Ulug Beg's Observatory
Ulug Beg’s Observatory
one of the largest observatories of the Middle Ages; built by Ulug Beg near Samarkand circa 1430. The remains of the observatory were discovered by V. M. Viatkin in 1908. Excavations, which were completed by V. A. Shishkin in 1948, revealed the ruins of the lower part of a wall of a round building measuring about 46 m in diameter, which contained an immense marble sextant, possibly a quadrant, installed in the meridian plane. The sextant’s radius measured 40 m. Only the lower part of one of the sextant’s arcs, measuring 32° in length and graduated in degrees, was intact. The instrument was placed in a trench about 2 m wide and 11m deep that was dug into a hill; only part of it rose above ground level.

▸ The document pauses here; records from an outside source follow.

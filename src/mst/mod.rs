//! Merkle Search Tree implementation

pub mod node;
pub mod tree;
pub mod util;

pub use node::{NodeEntry, NodeShape, ShapeEntry};
pub use tree::Mst;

The sextant, which originally consisted of two parallel stone arcs faced with marble slabs of corresponding curvature, was used for determining astronomical constants and the coordinates of the sun, moon, and planets at the moment of their transit across the meridian. The stars were observed by means of smaller instruments, which have not been preserved. The most important work completed at the observatory— Zij-i Gurgani (New Astronomical Tables)—contains an account of the theoretical foundations of astronomy and lists the positions of 1,018 stars (published in Oxford in 1665), determined for the first time after Hipparchus and with an accuracy that remained unsurpassed until Tycho Brahe’s observations. The star catalog and planetary tables were of great importance to the development of astronomy, as were the other investigations carried out at the observatory, such as the determinations of the inclination of the ecliptic to the equator, the annual precession of the equinoxes, and the length of the tropical year. Ulug Beg’s observatory was destroyed soon after his death in 1449.